Увидев в газете фотографию Ричарда, где был изображен момент суда, когда Ричарда судили за нападение на собственную мать, Рута вырезала ее из газеты. Она написала ему письмо. С той же почтой ушли письма и по другим адресам: президенту Клинтону, губернатору, Мерил Стрип, Хиллари Клинтон, Нэнси Рейган, Рональду Рейгану, Барбаре Буш и другим значительным особам. Ни от кого из них она так и не получила ответа, кроме рутинного «Большое вам спасибо за письмо». Но это она не могла расценить как реальный ответ. Так чета Клинтонов, точнее, их канцелярия реагировала на всю поступающую к ним корреспонденцию. Настоящий ответ пришел к ней через три месяца в виде самого Ричарда, забрызганного кровью, мало того, за Ричардом, а было это в одиннадцать часов вечера, ввалились Лэймар и его недоделанный двоюродный братец.
Документом, который положил начало такому обороту событий, было престранное и глупейшее письмо, какое Ричард получал когда-либо в своей жизни; оно его даже слегка шокировало.
Начиналось оно так: «Дарагой мистер Пид».
Далее следовало:
хотя ты не можешь меня знать, но мы с тобой одно целое. Я верю другую жизнь и во многие другие жизни и в каждой мы были друзьями и любовниками. Чистотой своих отношений мы бросили вызов Богам и они прокляли нас и паслали нас странсвовать по времени, мы всегда были вместе и знали друг о друге, мы чуствовали боль и горе друг друга, но мы никагда не были так близки, чтобы потрогать друг друга или вступить в палавые атнашения.

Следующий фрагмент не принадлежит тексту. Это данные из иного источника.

//! Batch execution: synthesis with retry, segmentation, fallback and export.

use std::time::Duration;

use thiserror::Error;
use tokio::time::Instant;
use tokio_util::sync::CancellationToken;
use tracing::{debug, error, info, warn};

use super::batch::{Batch, Plan, SpeechItem};
use super::retry::RetryPolicy;
use super::sink;
use super::throttle::Throttle;
use crate::audio::silence;
use crate::audio::{AudioClip, AudioError, Mp3Encoder, RawAudioStream, Segmentation, SilenceParams};
use crate::config::AppConfig;
use crate::tts::{Language, ProviderError, SpeechProvider, build_batch_prompt, build_single_prompt};

/// Voice per language.
#[derive(Debug, Clone)]
pub struct Voices {
    pub ja: String,
    pub en: String,
}

impl Voices {
    pub fn for_language(&self, language: Language) -> &str {
        match language {
            Language::Ja => &self.ja,
            Language::En => &self.en,
        }
    }
}

/// Everything the runner needs from the configuration.
#[derive(Debug, Clone)]
pub struct PipelineSettings {
    pub voices: Voices,
    pub retry: RetryPolicy,
    pub silence: SilenceParams,
    pub delay: Duration,
    pub max_requests: u32,
    pub bitrate: u32,
}

impl PipelineSettings {
    pub fn from_config(config: &AppConfig) -> Self {
        Self {
            voices: Voices { ja: config.voice_ja.clone(), en: config.voice_en.clone() },
            retry: RetryPolicy {
                max_attempts: config.max_retries,
                rate_limit_wait: Duration::from_secs(config.rate_limit_wait),
                retry_delay: Duration::from_secs(config.retry_delay),
            },
            silence: SilenceParams {
                min_silence_ms: config.silence_min_len,
                threshold_dbfs: config.silence_thresh,
                keep_silence_ms: config.silence_keep,
            },
            delay: Duration::from_secs(config.delay),
            max_requests: config.max_requests,
            bitrate: config.bitrate,
        }
    }
}

/// Why a synthesis call produced no audio.
#[derive(Debug, Error)]
pub enum SynthesisFailure {
    #[error("gave up after {attempts} attempts: {last}")]
    Exhausted { attempts: u32, last: ProviderError },
    #[error("not retrying: {0}")]
    Terminal(ProviderError),
    #[error("request budget spent")]
    BudgetSpent,
}

/// Why a clip could not be written.
#[derive(Debug, Error)]
pub enum ExportError {
    #[error("encode failed: {0}")]
    Encode(#[from] AudioError),
    #[error("write failed: {0}")]
    Io(#[from] std::io::Error),
}

/// How a batch ended up being handled.
#[derive(Debug, Clone, Copy, PartialEq, Eq)]
pub enum BatchPath {
    /// One request, split on silence.
    Segmented,
    /// Split abandoned, one request per item.
    Fallback,
    /// The batch request itself failed.
    Failed,
    /// Not attempted in this run.
    Deferred,
}

/// Outcome of one batch; every item lands in exactly one list, in batch order.
#[derive(Debug, Clone)]
pub struct BatchResult {
    pub path: BatchPath,
    pub written: Vec<String>,
    pub failed: Vec<String>,
    pub deferred: Vec<String>,
}

impl BatchResult {
    fn new(path: BatchPath) -> Self {
        Self { path, written: Vec::new(), failed: Vec::new(), deferred: Vec::new() }
    }

    fn failed(batch: &Batch) -> Self {
        Self { failed: filenames(batch), ..Self::new(BatchPath::Failed) }
    }

    fn deferred(batch: &Batch) -> Self {
        Self { deferred: filenames(batch), ..Self::new(BatchPath::Deferred) }
    }
}

fn filenames(batch: &Batch) -> Vec<String> {
    batch.items().iter().map(|item| item.filename.clone()).collect()
}

/// Totals for a whole run.
#[derive(Debug, Clone, Default)]
pub struct RunReport {
    pub generated: usize,
    pub failed: usize,
    pub deferred: usize,
    pub skipped: usize,
    pub requests: u32,
    pub elapsed: Duration,
    pub failed_files: Vec<String>,
}

impl RunReport {
    /// Empty report carrying the plan's skip count.
    pub fn for_plan(plan: &Plan) -> Self {
        Self { skipped: plan.skipped, ..Self::default() }
    }

    fn record(&mut self, result: BatchResult) {
        self.generated += result.written.len();
        self.failed += result.failed.len();
        self.deferred += result.deferred.len();
        self.failed_files.extend(result.failed);
    }

    pub fn log_summary(&self) {
        info!("════════════════════════════════════════");
        info!("📊 Generated: {}  Failed: {}  Skipped: {}  Deferred: {}", self.generated, self.failed, self.skipped, self.deferred);
        info!("🌐 Requests: {}  Elapsed: {:.0}s", self.requests, self.elapsed.as_secs_f32());
        if !self.failed_files.is_empty() {
            warn!("❌ Failed: {}", self.failed_files.join(", "));
        }
        if self.failed > 0 || self.deferred > 0 {
            info!("💡 Run again to pick up the remaining files");
        }
    }
}

/// Sequential batch runner.
pub struct Pipeline<P: SpeechProvider> {
    provider: P,
    settings: PipelineSettings,
    encoder: Mp3Encoder,
    throttle: Throttle,
    cancel: CancellationToken,
}

impl<P: SpeechProvider> Pipeline<P> {
    /// Create a runner.
    ///
    /// # Errors
    /// Returns an error if the configured bitrate is not supported.
    pub fn new(provider: P, settings: PipelineSettings, cancel: CancellationToken) -> Result<Self, AudioError> {
        let encoder = Mp3Encoder::new(settings.bitrate)?;
        debug!("MP3 export at {} kbps mono", encoder.kbps());
        let throttle = Throttle::new(settings.delay, settings.max_requests);
        Ok(Self { provider, settings, encoder, throttle, cancel })
    }

    /// Process every planned batch in order.
    ///
    /// Batches left when the budget runs out or the token is cancelled are
    /// reported deferred. Cancellation is only observed between batches.
    pub async fn run(&mut self, plan: &Plan) -> RunReport {
        let started = Instant::now();
        let mut report = RunReport::for_plan(plan);
        let total = plan.batches.len();
        let mut stopped = false;

        for (idx, batch) in plan.batches.iter().enumerate() {
            if !stopped && self.cancel.is_cancelled() {
                warn!("🛑 Interrupted, deferring {} remaining batch(es)", total - idx);
                stopped = true;
            }
            if !stopped && self.throttle.is_exhausted() {
                warn!("🛑 Request budget of {} spent, deferring {} remaining batch(es)", self.settings.max_requests, total - idx);
                stopped = true;
            }
            if stopped {
                report.record(BatchResult::deferred(batch));
                continue;
            }

            info!("📦 [{}/{}] {} - {} items ({})", idx + 1, total, batch.label(), batch.len(), batch.language());
            debug!("{} request(s) left in budget", self.throttle.remaining());
            let result = self.process_batch(batch).await;
            debug!("Batch {} finished via {:?}", idx + 1, result.path);
            report.record(result);
        }

        report.requests = self.throttle.issued();
        report.elapsed = started.elapsed();
        report
    }

    /// Synthesize one batch and export its clips, falling back to single-item
    /// requests when the combined audio cannot be split.
    pub async fn process_batch(&mut self, batch: &Batch) -> BatchResult {
        let prompt = build_batch_prompt(batch);
        let voice = self.settings.voices.for_language(batch.language()).to_string();

        let audio = match self.synthesize(&prompt, &voice, batch.language()).await {
            Ok(audio) => audio,
            Err(SynthesisFailure::BudgetSpent) => {
                warn!("⏸️ Out of requests, deferring {} items", batch.len());
                return BatchResult::deferred(batch);
            }
            Err(e) => {
                error!("❌ Batch failed: {}", e);
                return BatchResult::failed(batch);
            }
        };

        match silence::segment(&audio, batch.len(), self.settings.silence) {
            Segmentation::Matched { clips, params } => {
                info!("✂️ Split into {} clips (min_silence={}ms, thresh={}dBFS)", clips.len(), params.min_silence_ms, params.threshold_dbfs);
                let mut result = BatchResult::new(BatchPath::Segmented);
                for (item, clip) in batch.items().iter().zip(&clips) {
                    self.export_into(item, clip, &mut result).await;
                }
                result
            }
            Segmentation::Mismatched { baseline_count } => {
                let baseline = self.settings.silence;
                debug!("Silent gaps at baseline (ms): {:?}", silence::detect_silence(&audio, baseline.min_silence_ms, baseline.threshold_dbfs));
                warn!("⚠️ Expected {} clips, found {} and no sweep candidate matched; generating one by one", batch.len(), baseline_count);
                self.fallback(batch, &voice).await
            }
        }
    }

    /// One request per item with the single-item prompt; the whole response is the clip.
    async fn fallback(&mut self, batch: &Batch, voice: &str) -> BatchResult {
        let mut result = BatchResult::new(BatchPath::Fallback);

        for item in batch.items() {
            if self.throttle.is_exhausted() {
                result.deferred.push(item.filename.clone());
                continue;
            }

            let prompt = build_single_prompt(item, batch.language());
            match self.synthesize(&prompt, voice, batch.language()).await {
                Ok(audio) => self.export_into(item, &audio.into_clip(), &mut result).await,
                Err(SynthesisFailure::BudgetSpent) => result.deferred.push(item.filename.clone()),
                Err(e) => {
                    error!("  ❌ {}: {}", item.filename, e);
                    result.failed.push(item.filename.clone());
                }
            }
        }

        if !result.deferred.is_empty() {
            warn!("⏸️ Out of requests, deferring {} items", result.deferred.len());
        }
        result
    }

    /// Call the provider through the throttle, retrying per the policy.
    async fn synthesize(&mut self, prompt: &str, voice: &str, language: Language) -> Result<RawAudioStream, SynthesisFailure> {
        let policy = self.settings.retry;
        let mut attempt = 0;

        loop {
            if !self.throttle.acquire().await {
                return Err(SynthesisFailure::BudgetSpent);
            }
            attempt += 1;

            let error = match self.provider.synthesize(prompt, voice, language).await {
                Ok(audio) => return Ok(audio),
                Err(e) => e,
            };

            if !error.is_retryable() {
                return Err(SynthesisFailure::Terminal(error));
            }
            if !policy.should_retry(attempt, &error) {
                return Err(SynthesisFailure::Exhausted { attempts: attempt, last: error });
            }

            let wait = policy.backoff(attempt, &error);
            warn!("⚠️ Attempt {}/{} via {} failed: {} (retrying in {}s)", attempt, policy.max_attempts, self.provider.name(), error, wait.as_secs());
            tokio::time::sleep(wait).await;
        }
    }

    async fn export_into(&self, item: &SpeechItem, clip: &AudioClip, result: &mut BatchResult) {
        match self.export(item, clip).await {
            Ok(()) => {
                info!("  ✅ {} ({:.1}s)", item.filename, clip.duration_secs());
                result.written.push(item.filename.clone());
            }
            Err(e) => {
                error!("  ❌ {}: {}", item.filename, e);
                result.failed.push(item.filename.clone());
            }
        }
    }

    async fn export(&self, item: &SpeechItem, clip: &AudioClip) -> Result<(), ExportError> {
        let mp3 = self.encoder.encode(clip)?;
        sink::write_atomic(&item.output_path, &mp3).await?;
        Ok(())
    }
}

Как и ты я рано потеряла своих родителей в трагедии. Это было очень нелегко, но теперь я помирилась с образами мамы и папы. Они часто говорят со мной с неба, а это очень хорошее место. Там, как в больнице Говарда Джонсона каждый день меняют простыни и кормят вкусными салатами.
Мистер Пид, мне очень не хватает тебя, хотя я никогда прежде тебя не видела. Я так пристально вглядывалась в твою фотку в «Дейли оклахоман», что взглядом почти стерла ее со страницы. Мистер Пид, я знаю, что мы будем счастливы вместе, если только сумеем встретиться. Спасибо за внимание.
Твоя навеки Мисс Рута Б. Талл Рут 54 Одетт, Оклахома.
Когда он показал это письмо Лэймару, тот, шевеля губами, прочитал первый абзац и сказал:
— Ричард, я ни черта не понимаю. Она что, сумасшедшая?
— Я тоже так думаю, Лэймар. Она просто психованная баба. Но... я ей понравился. Она живет в деревне. Родители у нее умерли. Я думаю, что это самое подходящее для нас место.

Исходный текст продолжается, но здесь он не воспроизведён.